Records for this exercise >>
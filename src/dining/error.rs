//! Dining table error types.

use std::fmt;

/// Errors returned by dining table operations.
#[derive(Debug, Clone, PartialEq, Eq)]
pub enum TableError {
    /// The table was stopped while the call was blocked (or before it started).
    Stopped,

    /// The seat index is out of range.
    InvalidSeat {
        /// The offending index.
        seat: usize,
        /// Number of seats at the table.
        seats: usize,
    },
}

impl TableError {
    /// Check if this is a stopped error.
    pub fn is_stopped(&self) -> bool {
        matches!(self, TableError::Stopped)
    }
}

impl fmt::Display for TableError {
    fn fmt(&self, f: &mut fmt::Formatter<'_>) -> fmt::Result {
        match self {
            TableError::Stopped => {
                write!(f, "table has been stopped")
            }
            TableError::InvalidSeat { seat, seats } => {
                write!(f, "seat {} out of range (table has {} seats)", seat, seats)
            }
        }
    }
}

impl std::error::Error for TableError {}

/// Result type alias for dining table operations.
pub type TableResult<T> = Result<T, TableError>;
//! conclave - classic blocking concurrency components.
//!
//! This crate consolidates three invariant-driven concurrency patterns into
//! one library, all built on the same discipline: a single mutex per
//! component, condition variables, and predicate-guarded wait loops that
//! re-check their condition after every wake.
//!
//! # Components
//!
//! - [`BoundedMonitor`] - fixed-capacity circular buffer with timed
//!   insert/remove, deadlock-warning diagnostics and priority-inheritance
//!   bookkeeping
//! - [`DiningTable`] - deadlock-free dining philosophers protocol with
//!   per-seat condition variables
//! - [`WorkerPool`] - fixed worker threads over a bounded FIFO task queue
//!   with backpressure, graceful drain-then-exit shutdown and per-task fault
//!   isolation
//!
//! The components do not call into one another; each owns its shared state
//! exclusively and touches it only under its own lock. No lock is ever held
//! while a task executes.
//!
//! # Example
//!
//! ```rust,ignore
//! use std::sync::Arc;
//! use std::time::Duration;
//! use conclave::BoundedMonitor;
//!
//! let monitor = Arc::new(BoundedMonitor::new(10));
//! monitor.insert(42, Some(Duration::from_secs(1)))?;
//! let item = monitor.remove(Some(Duration::from_secs(1)))?;
//! ```

/// Package version from Cargo.toml
pub const PKG_VERSION: &str = env!("CARGO_PKG_VERSION");

pub mod config;
pub mod dining;
pub mod logging;
pub mod monitor;
pub mod pool;

// Re-exports for convenience
pub use config::Config;
pub use dining::{DiningTable, PhilosopherState, TableError, TableStats};
pub use monitor::{BoundedMonitor, MonitorError, MonitorStats};
pub use pool::{PoolError, PoolStats, WorkerPool};
use pathviz_core::Point;

/// Manhattan (L1) distance between two points.
#[inline]
pub fn manhattan(a: Point, b: Point) -> i32 {
    (a.row - b.row).abs() + (a.col - b.col).abs()
}
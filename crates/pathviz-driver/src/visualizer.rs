//! The run state machine.
//!
//! A [`Visualizer`] owns the grid and the current selections. While idle it
//! accepts edits; [`visualize`](Visualizer::visualize) runs the selected
//! algorithm to completion, plans the reveal schedule and switches to
//! [`State::Running`]. Reveals are then drained with
//! [`next_reveal`](Visualizer::next_reveal) or [`tick`](Visualizer::tick);
//! once the last one is applied the visualizer is idle again. Every edit is
//! refused with [`VisualizerError::Running`] in between.

use pathviz_core::{Endpoints, Grid, Point, Role};
use pathviz_maze::{MazeGen, MazeKind};
use pathviz_paths::{Algorithm, Search};
use rand::SeedableRng;
use rand::rngs::StdRng;

use crate::config::{Speed, VisualizerConfig};
use crate::error::VisualizerError;
use crate::schedule::{RevealEvent, RevealKind, RevealSchedule};

/// Whether a run is being revealed.
#[derive(Debug, Clone, Copy, Default, PartialEq, Eq)]
pub enum State {
    #[default]
    Idle,
    Running,
}

/// Everything the renderer needs to draw one cell.
#[derive(Debug, Clone, Copy, PartialEq, Eq)]
pub struct CellView {
    pub pos: Point,
    pub role: Role,
    pub wall: bool,
    pub weight: bool,
    /// Revealed as visited by the current run.
    pub visited: bool,
    /// Revealed as part of the current path.
    pub path: bool,
}

/// Grid editor and run driver.
pub struct Visualizer {
    config: VisualizerConfig,
    grid: Grid,
    mazegen: MazeGen<StdRng>,
    state: State,
    search: Option<Search>,
    schedule: RevealSchedule,
    visited: Vec<bool>,
    path: Vec<bool>,
}
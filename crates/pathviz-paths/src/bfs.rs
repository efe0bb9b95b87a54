use std::collections::VecDeque;

use pathviz_core::{Endpoints, Point};

use crate::context::TraversalContext;
use crate::traits::Pather;

/// Which end of the frontier the next cell is taken from.
#[derive(Debug, Clone, Copy, PartialEq, Eq)]
pub(crate) enum Frontier {
    Fifo,
    Lifo,
}

impl TraversalContext {
    /// Compute a breadth-first traversal from `endpoints.start`.
    ///
    /// Each step has cost 1 and cell weights are ignored. A cell is marked
    /// visited, gets `distance = parent + 1` and is appended to the returned
    /// list when it is enqueued. The search ends once the finish is dequeued
    /// or the queue runs dry.
    pub fn bfs<P: Pather>(&mut self, pather: &P, endpoints: Endpoints) -> Vec<Point> {
        self.sweep(pather, endpoints, Frontier::Fifo)
    }

    pub(crate) fn sweep<P: Pather>(
        &mut self,
        pather: &P,
        endpoints: Endpoints,
        frontier: Frontier,
    ) -> Vec<Point> {
        self.reset();
        let mut visited = Vec::new();
        let Some(si) = self.idx(endpoints.start) else {
            return visited;
        };
        self.scratch[si].distance = 0;
        self.scratch[si].visited = true;
        visited.push(endpoints.start);

        let mut queue: VecDeque<usize> = VecDeque::new();
        queue.push_back(si);
        let mut nbuf = std::mem::take(&mut self.nbuf);

        loop {
            let next = match frontier {
                Frontier::Fifo => queue.pop_front(),
                Frontier::Lifo => queue.pop_back(),
            };
            let Some(ci) = next else {
                break;
            };
            let cp = self.point(ci);
            if !pather.passable(cp) {
                continue;
            }
            if cp == endpoints.finish {
                break;
            }

            let current = self.scratch[ci].distance;
            nbuf.clear();
            pather.neighbors(cp, &mut nbuf);
            for &np in nbuf.iter() {
                let Some(ni) = self.idx(np) else {
                    continue;
                };
                let n = &mut self.scratch[ni];
                if n.visited {
                    continue;
                }
                n.visited = true;
                n.distance = current + 1;
                n.previous = Some(cp);
                visited.push(np);
                queue.push_back(ni);
            }
        }

        self.nbuf = nbuf;
        visited
    }
}
use pathviz_core::{Endpoints, Point};

use crate::context::{TraversalContext, UNREACHABLE};
use crate::traits::WeightedPather;

/// How Dijkstra writes a neighbour's distance and back-link.
#[derive(Debug, Clone, Copy, Default, PartialEq, Eq, Hash)]
#[cfg_attr(feature = "serde", derive(serde::Serialize, serde::Deserialize))]
pub enum Relaxation {
    /// Every expansion overwrites the distance and back-link of each
    /// unvisited neighbour, whether or not the new route is cheaper.
    ///
    /// Distances stay exact on unit-weight grids. With weighted cells a later
    /// expansion can replace a cheaper tentative route with a dearer one.
    #[default]
    Overwrite,
    /// Only strictly cheaper routes are written (textbook Dijkstra).
    Improving,
}

impl TraversalContext {
    /// Visit cells in order of increasing distance from `endpoints.start`.
    ///
    /// Every cell of the range starts in the working set. The cell with the
    /// smallest distance is extracted each round (ties keep their previous
    /// relative order, initially row-major); walls are dropped, an
    /// [`UNREACHABLE`] minimum ends the search, and extracting the finish
    /// ends it successfully. Returns the cells in visiting order.
    ///
    /// The bomb is accepted but does not take part in routing.
    pub fn dijkstra<P: WeightedPather>(
        &mut self,
        pather: &P,
        endpoints: Endpoints,
        relaxation: Relaxation,
    ) -> Vec<Point> {
        self.reset();
        let mut visited = Vec::new();
        let Some(si) = self.idx(endpoints.start) else {
            return visited;
        };
        self.scratch[si].distance = 0;

        let mut unvisited: Vec<usize> = (0..self.scratch.len()).collect();
        let mut nbuf = std::mem::take(&mut self.nbuf);

        while !unvisited.is_empty() {
            let scratch = &self.scratch;
            unvisited.sort_by_key(|&i| scratch[i].distance);
            let ci = unvisited.remove(0);
            let cp = self.point(ci);

            if !pather.passable(cp) {
                continue;
            }
            let current = self.scratch[ci].distance;
            if current == UNREACHABLE {
                log::trace!("dijkstra: {} cells unreachable", unvisited.len() + 1);
                break;
            }

            self.scratch[ci].visited = true;
            visited.push(cp);
            if cp == endpoints.finish {
                break;
            }

            nbuf.clear();
            pather.neighbors(cp, &mut nbuf);
            for &np in nbuf.iter() {
                let Some(ni) = self.idx(np) else {
                    continue;
                };
                let tentative = current.saturating_add(pather.cost(cp, np));
                let n = &mut self.scratch[ni];
                if n.visited {
                    continue;
                }
                if relaxation == Relaxation::Improving && tentative >= n.distance {
                    continue;
                }
                n.distance = tentative;
                n.previous = Some(cp);
            }
        }

        self.nbuf = nbuf;
        visited
    }
}

#[cfg(test)]
mod tests {
    use super::*;
    use pathviz_core::Grid;

    fn run(layout: &str, relaxation: Relaxation) -> (Grid, TraversalContext, Vec<Point>) {
        let grid = Grid::parse(layout).unwrap();
        let mut ctx = TraversalContext::for_grid(&grid);
        let visited = ctx.dijkstra(&grid, grid.endpoints(), relaxation);
        (grid, ctx, visited)
    }

    #[test]
    fn visits_in_distance_order() {
        let (grid, ctx, visited) = run(
            "\
S..
...
..F",
            Relaxation::Overwrite,
        );
        assert_eq!(visited.first(), Some(&grid.start()));
        assert_eq!(visited.last(), Some(&grid.finish()));
        assert_eq!(visited.len(), 9);
        let dists: Vec<i32> = visited.iter().map(|&p| ctx.distance(p)).collect();
        assert!(dists.windows(2).all(|w| w[0] <= w[1]));
        assert_eq!(ctx.distance(grid.finish()), 4);
    }

    #[test]
    fn ties_keep_row_major_order() {
        let (_, _, visited) = run("S..\n...\n..F", Relaxation::Overwrite);
        assert_eq!(
            &visited[..3],
            &[Point::new(0, 0), Point::new(0, 1), Point::new(1, 0)]
        );
    }

    #[test]
    fn walls_are_never_visited() {
        let (grid, _, visited) = run(
            "\
S#.
.#.
..F",
            Relaxation::Overwrite,
        );
        assert!(visited.iter().all(|&p| grid.is_passable(p)));
        assert_eq!(visited.last(), Some(&grid.finish()));
    }

    #[test]
    fn stops_when_remainder_is_unreachable() {
        let (grid, ctx, visited) = run(
            "\
S#..
##..
...F",
            Relaxation::Overwrite,
        );
        assert_eq!(visited, vec![grid.start()]);
        assert!(!ctx.is_visited(grid.finish()));
        assert_eq!(ctx.distance(grid.finish()), UNREACHABLE);
    }

    #[test]
    fn improving_relaxation_finds_cheapest_route() {
        // The weight in the short corridor makes the detour cheaper.
        let layout = "\
S~.F
....";
        let (grid, ctx, _) = run(layout, Relaxation::Improving);
        assert_eq!(ctx.distance(grid.finish()), 5);
    }

    #[test]
    fn overwrite_relaxation_rewrites_backlinks() {
        // (1,1) is first reached from (0,1), then rewritten from (1,0) at the
        // same distance.
        let (_, ctx, _) = run("S..\n...\n..F", Relaxation::Overwrite);
        assert_eq!(ctx.previous(Point::new(1, 1)), Some(Point::new(1, 0)));
        let (_, ctx, _) = run("S..\n...\n..F", Relaxation::Improving);
        assert_eq!(ctx.previous(Point::new(1, 1)), Some(Point::new(0, 1)));
    }

    #[test]
    fn reruns_do_not_leak_state() {
        let grid = Grid::parse("S..\n.#.\n..F").unwrap();
        let mut ctx = TraversalContext::for_grid(&grid);
        let first = ctx.dijkstra(&grid, grid.endpoints(), Relaxation::Overwrite);
        let second = ctx.dijkstra(&grid, grid.endpoints(), Relaxation::Overwrite);
        assert_eq!(first, second);
    }
}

Task objective >>
Copy out each line of the data containing the string "cheaper".

Solution for this task >>
    /// unvisited neighbour, whether or not the new route is cheaper.
    /// expansion can replace a cheaper tentative route with a dearer one.
    /// Only strictly cheaper routes are written (textbook Dijkstra).
        // The weight in the short corridor makes the detour cheaper.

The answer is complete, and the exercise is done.